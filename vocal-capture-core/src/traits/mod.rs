pub mod audio_context;
pub mod media_devices;
pub mod permissions;
pub mod recorder;
pub mod session_observer;
use thiserror::Error;

/// Errors surfaced by the capture engine.
///
/// Every variant is recoverable by a user action (grant access, plug in a
/// device, free the device, press record again). Decode failures are not
/// represented here: they are folded into a successful
/// [`RecordingResult`](crate::RecordingResult).
#[derive(Debug, Error, Clone, PartialEq, Eq)]
pub enum CaptureError {
    #[error("audio context initialization failed: {0}")]
    ContextInit(String),

    #[error("audio context is closed")]
    ContextClosed,

    #[error("microphone permission denied")]
    PermissionDenied,

    #[error("no microphone found")]
    DeviceNotFound,

    #[error("microphone is busy")]
    DeviceBusy,

    #[error("audio constraints cannot be satisfied: {0}")]
    ConstraintsUnsupported(String),

    #[error("capture requires a secure context")]
    InsecureContext,

    #[error("microphone error: {0}")]
    DeviceFailed(String),

    #[error("audio capture is not supported on this host")]
    CaptureUnsupported,

    #[error("no supported recording container")]
    EncodingUnsupported,

    #[error("a recording session is already active")]
    SessionAlreadyActive,

    #[error("no recording in progress")]
    NoActiveSession,

    #[error("no audio data recorded")]
    EmptyRecording,

    #[error("recording failed: {0}")]
    RecorderFailed(String),

    #[error("configuration failed: {0}")]
    ConfigurationFailed(String),

    #[error("recording start was cancelled by teardown")]
    Cancelled,
}

impl CaptureError {
    /// User-facing remediation text for this kind of failure.
    ///
    /// The text depends only on the variant, never on the payload, so a
    /// repeated failure always shows the same instructions.
    pub fn user_message(&self) -> &'static str {
        match self {
            Self::ContextInit(_) => {
                "Audio could not be initialized. Reload the studio and try again."
            }
            Self::ContextClosed => {
                "The audio engine was shut down. Reload the studio to record again."
            }
            Self::PermissionDenied => {
                "Microphone access denied. To fix this:\n\
                 1. Open the site or system privacy settings\n\
                 2. Set Microphone access to \"Allow\"\n\
                 3. Press Record again"
            }
            Self::DeviceNotFound => {
                "No microphone found. Please connect a microphone and try again."
            }
            Self::DeviceBusy => {
                "The microphone is in use by another application. Close it and try again."
            }
            Self::ConstraintsUnsupported(_) => {
                "Your microphone does not support the requested audio settings. \
                 Try the default settings."
            }
            Self::InsecureContext => {
                "Microphone access requires a secure (HTTPS) connection."
            }
            Self::DeviceFailed(_) => {
                "The microphone reported an error. Check the connection and try again."
            }
            Self::CaptureUnsupported => {
                "Audio recording is not supported here. Use a current browser or device."
            }
            Self::EncodingUnsupported => {
                "No supported recording format is available on this device."
            }
            Self::SessionAlreadyActive => "A recording is already in progress.",
            Self::NoActiveSession => "There is no recording in progress.",
            Self::EmptyRecording => {
                "No audio was captured. Check that your microphone is working and try again."
            }
            Self::RecorderFailed(_) => "Recording failed. Please try again.",
            Self::ConfigurationFailed(_) => {
                "The recording settings are invalid. Reset them and try again."
            }
            Self::Cancelled => "Recording was cancelled.",
        }
    }
}

/// What the session controller reports: the originating kind plus the
/// user-facing message for it.
#[derive(Debug, Error, Clone, PartialEq, Eq)]
#[error("{message}")]
pub struct SessionError {
    pub kind: CaptureError,
    pub message: String,
}

impl From<CaptureError> for SessionError {
    fn from(kind: CaptureError) -> Self {
        let message = kind.user_message().to_string();
        Self { kind, message }
    }
}

/// Failures reported by an [`AudioContext`](crate::AudioContext) implementation.
#[derive(Debug, Error, Clone, PartialEq, Eq)]
pub enum ContextError {
    #[error("context construction failed: {0}")]
    InitFailed(String),

    #[error("context is closed")]
    Closed,

    #[error("resume failed: {0}")]
    ResumeFailed(String),

    #[error("analyser unavailable: {0}")]
    AnalyserUnavailable(String),
}

/// Device-request failure categories, named after the host's error classes.
#[derive(Debug, Error, Clone, PartialEq, Eq)]
pub enum DeviceError {
    #[error("access refused")]
    NotAllowed,

    #[error("no input device")]
    NotFound,

    #[error("device could not be read")]
    NotReadable,

    #[error("constraint cannot be satisfied: {0}")]
    Overconstrained(String),

    #[error("insecure context")]
    Security,

    #[error("{0}")]
    Other(String),
}

/// Failures reported by a [`MediaRecorder`](crate::MediaRecorder).
#[derive(Debug, Error, Clone, PartialEq, Eq)]
pub enum RecorderError {
    #[error("unsupported container: {0}")]
    UnsupportedType(String),

    #[error("{0}")]
    Failed(String),
}

/// Decoding of captured bytes failed.
#[derive(Debug, Error, Clone, PartialEq, Eq)]
#[error("{0}")]
pub struct DecodeError(pub String);

impl From<ContextError> for CaptureError {
    fn from(e: ContextError) -> Self {
        match e {
            ContextError::Closed => Self::ContextClosed,
            ContextError::InitFailed(msg)
            | ContextError::ResumeFailed(msg)
            | ContextError::AnalyserUnavailable(msg) => Self::ContextInit(msg),
        }
    }
}

impl From<DeviceError> for CaptureError {
    fn from(e: DeviceError) -> Self {
        match e {
            DeviceError::NotAllowed => Self::PermissionDenied,
            DeviceError::NotFound => Self::DeviceNotFound,
            DeviceError::NotReadable => Self::DeviceBusy,
            DeviceError::Overconstrained(constraint) => Self::ConstraintsUnsupported(constraint),
            DeviceError::Security => Self::InsecureContext,
            DeviceError::Other(msg) => Self::DeviceFailed(msg),
        }
    }
}

impl From<RecorderError> for CaptureError {
    fn from(e: RecorderError) -> Self {
        match e {
            RecorderError::UnsupportedType(_) => Self::EncodingUnsupported,
            RecorderError::Failed(msg) => Self::RecorderFailed(msg),
        }
    }
}

#[cfg(test)]
mod tests {
    use super::*;

    #[test]
    fn device_errors_map_to_specific_kinds() {
        assert_eq!(CaptureError::from(DeviceError::NotAllowed), CaptureError::PermissionDenied);
        assert_eq!(CaptureError::from(DeviceError::NotFound), CaptureError::DeviceNotFound);
        assert_eq!(CaptureError::from(DeviceError::NotReadable), CaptureError::DeviceBusy);
        assert_eq!(
            CaptureError::from(DeviceError::Overconstrained("sampleRate".into())),
            CaptureError::ConstraintsUnsupported("sampleRate".into())
        );
        assert_eq!(CaptureError::from(DeviceError::Security), CaptureError::InsecureContext);
        assert_eq!(
            CaptureError::from(DeviceError::Other("boom".into())),
            CaptureError::DeviceFailed("boom".into())
        );
    }

    #[test]
    fn closed_context_maps_to_context_closed() {
        assert_eq!(CaptureError::from(ContextError::Closed), CaptureError::ContextClosed);
        assert_eq!(
            CaptureError::from(ContextError::InitFailed("no hw".into())),
            CaptureError::ContextInit("no hw".into())
        );
    }

    #[test]
    fn user_message_ignores_payload() {
        let a = CaptureError::DeviceFailed("first".into());
        let b = CaptureError::DeviceFailed("second".into());
        assert_eq!(a.user_message(), b.user_message());
        assert!(CaptureError::PermissionDenied.user_message().contains("1."));
    }

    #[test]
    fn session_error_carries_kind_and_message() {
        let error = SessionError::from(CaptureError::DeviceBusy);
        assert_eq!(error.kind, CaptureError::DeviceBusy);
        assert_eq!(error.to_string(), CaptureError::DeviceBusy.user_message());
    }
}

• • • •

The entire listing must be repeated without a single change.

filename vocal-capture-core/src/traits/mod.rs
pub mod audio_context;
pub mod media_devices;
pub mod permissions;
pub mod recorder;
pub mod session_observer;
use thiserror::Error;

/// Errors surfaced by the capture engine.
///
/// Every variant is recoverable by a user action (grant access, plug in a
/// device, free the device, press record again). Decode failures are not
/// represented here: they are folded into a successful
/// [`RecordingResult`](crate::RecordingResult).
#[derive(Debug, Error, Clone, PartialEq, Eq)]
pub enum CaptureError {
    #[error("audio context initialization failed: {0}")]
    ContextInit(String),

    #[error("audio context is closed")]
    ContextClosed,

    #[error("microphone permission denied")]
    PermissionDenied,

    #[error("no microphone found")]
    DeviceNotFound,

    #[error("microphone is busy")]
    DeviceBusy,

    #[error("audio constraints cannot be satisfied: {0}")]
    ConstraintsUnsupported(String),

    #[error("capture requires a secure context")]
    InsecureContext,

    #[error("microphone error: {0}")]
    DeviceFailed(String),

    #[error("audio capture is not supported on this host")]
    CaptureUnsupported,

    #[error("no supported recording container")]
    EncodingUnsupported,

    #[error("a recording session is already active")]
    SessionAlreadyActive,

    #[error("no recording in progress")]
    NoActiveSession,

    #[error("no audio data recorded")]
    EmptyRecording,

    #[error("recording failed: {0}")]
    RecorderFailed(String),

    #[error("configuration failed: {0}")]
    ConfigurationFailed(String),

    #[error("recording start was cancelled by teardown")]
    Cancelled,
}

impl CaptureError {
    /// User-facing remediation text for this kind of failure.
    ///
    /// The text depends only on the variant, never on the payload, so a
    /// repeated failure always shows the same instructions.
    pub fn user_message(&self) -> &'static str {
        match self {
            Self::ContextInit(_) => {
                "Audio could not be initialized. Reload the studio and try again."
            }
            Self::ContextClosed => {
                "The audio engine was shut down. Reload the studio to record again."
            }
            Self::PermissionDenied => {
                "Microphone access denied. To fix this:\n\
                 1. Open the site or system privacy settings\n\
                 2. Set Microphone access to \"Allow\"\n\
                 3. Press Record again"
            }
            Self::DeviceNotFound => {
                "No microphone found. Please connect a microphone and try again."
            }
            Self::DeviceBusy => {
                "The microphone is in use by another application. Close it and try again."
            }
            Self::ConstraintsUnsupported(_) => {
                "Your microphone does not support the requested audio settings. \
                 Try the default settings."
            }
            Self::InsecureContext => {
                "Microphone access requires a secure (HTTPS) connection."
            }
            Self::DeviceFailed(_) => {
                "The microphone reported an error. Check the connection and try again."
            }
            Self::CaptureUnsupported => {
                "Audio recording is not supported here. Use a current browser or device."
            }
            Self::EncodingUnsupported => {
                "No supported recording format is available on this device."
            }
            Self::SessionAlreadyActive => "A recording is already in progress.",
            Self::NoActiveSession => "There is no recording in progress.",
            Self::EmptyRecording => {
                "No audio was captured. Check that your microphone is working and try again."
            }
            Self::RecorderFailed(_) => "Recording failed. Please try again.",
            Self::ConfigurationFailed(_) => {
                "The recording settings are invalid. Reset them and try again."
            }
            Self::Cancelled => "Recording was cancelled.",
        }
    }
}

/// What the session controller reports: the originating kind plus the
/// user-facing message for it.
#[derive(Debug, Error, Clone, PartialEq, Eq)]
#[error("{message}")]
pub struct SessionError {
    pub kind: CaptureError,
    pub message: String,
}

impl From<CaptureError> for SessionError {
    fn from(kind: CaptureError) -> Self {
        let message = kind.user_message().to_string();
        Self { kind, message }
    }
}

/// Failures reported by an [`AudioContext`](crate::AudioContext) implementation.
#[derive(Debug, Error, Clone, PartialEq, Eq)]
pub enum ContextError {
    #[error("context construction failed: {0}")]
    InitFailed(String),

    #[error("context is closed")]
    Closed,

    #[error("resume failed: {0}")]
    ResumeFailed(String),

    #[error("analyser unavailable: {0}")]
    AnalyserUnavailable(String),
}

/// Device-request failure categories, named after the host's error classes.
#[derive(Debug, Error, Clone, PartialEq, Eq)]
pub enum DeviceError {
    #[error("access refused")]
    NotAllowed,

    #[error("no input device")]
    NotFound,

    #[error("device could not be read")]
    NotReadable,

    #[error("constraint cannot be satisfied: {0}")]
    Overconstrained(String),

    #[error("insecure context")]
    Security,

    #[error("{0}")]
    Other(String),
}

/// Failures reported by a [`MediaRecorder`](crate::MediaRecorder).
#[derive(Debug, Error, Clone, PartialEq, Eq)]
pub enum RecorderError {
    #[error("unsupported container: {0}")]
    UnsupportedType(String),

    #[error("{0}")]
    Failed(String),
}

/// Decoding of captured bytes failed.
#[derive(Debug, Error, Clone, PartialEq, Eq)]
#[error("{0}")]
pub struct DecodeError(pub String);

impl From<ContextError> for CaptureError {
    fn from(e: ContextError) -> Self {
        match e {
            ContextError::Closed => Self::ContextClosed,
            ContextError::InitFailed(msg)
            | ContextError::ResumeFailed(msg)
            | ContextError::AnalyserUnavailable(msg) => Self::ContextInit(msg),
        }
    }
}

impl From<DeviceError> for CaptureError {
    fn from(e: DeviceError) -> Self {
        match e {
            DeviceError::NotAllowed => Self::PermissionDenied,
            DeviceError::NotFound => Self::DeviceNotFound,
            DeviceError::NotReadable => Self::DeviceBusy,
            DeviceError::Overconstrained(constraint) => Self::ConstraintsUnsupported(constraint),
            DeviceError::Security => Self::InsecureContext,
            DeviceError::Other(msg) => Self::DeviceFailed(msg),
        }
    }
}

impl From<RecorderError> for CaptureError {
    fn from(e: RecorderError) -> Self {
        match e {
            RecorderError::UnsupportedType(_) => Self::EncodingUnsupported,
            RecorderError::Failed(msg) => Self::RecorderFailed(msg),
        }
    }
}

#[cfg(test)]
mod tests {
    use super::*;

    #[test]
    fn device_errors_map_to_specific_kinds() {
        assert_eq!(CaptureError::from(DeviceError::NotAllowed), CaptureError::PermissionDenied);
        assert_eq!(CaptureError::from(DeviceError::NotFound), CaptureError::DeviceNotFound);
        assert_eq!(CaptureError::from(DeviceError::NotReadable), CaptureError::DeviceBusy);
        assert_eq!(
            CaptureError::from(DeviceError::Overconstrained("sampleRate".into())),
            CaptureError::ConstraintsUnsupported("sampleRate".into())
        );
        assert_eq!(CaptureError::from(DeviceError::Security), CaptureError::InsecureContext);
        assert_eq!(
            CaptureError::from(DeviceError::Other("boom".into())),
            CaptureError::DeviceFailed("boom".into())
        );
    }

    #[test]
    fn closed_context_maps_to_context_closed() {
        assert_eq!(CaptureError::from(ContextError::Closed), CaptureError::ContextClosed);
        assert_eq!(
            CaptureError::from(ContextError::InitFailed("no hw".into())),
            CaptureError::ContextInit("no hw".into())
        );
    }

    #[test]
    fn user_message_ignores_payload() {
        let a = CaptureError::DeviceFailed("first".into());
        let b = CaptureError::DeviceFailed("second".into());
        assert_eq!(a.user_message(), b.user_message());
        assert!(CaptureError::PermissionDenied.user_message().contains("1."));
    }

    #[test]
    fn session_error_carries_kind_and_message() {
        let error = SessionError::from(CaptureError::DeviceBusy);
        assert_eq!(error.kind, CaptureError::DeviceBusy);
        assert_eq!(error.to_string(), CaptureError::DeviceBusy.user_message());
    }
}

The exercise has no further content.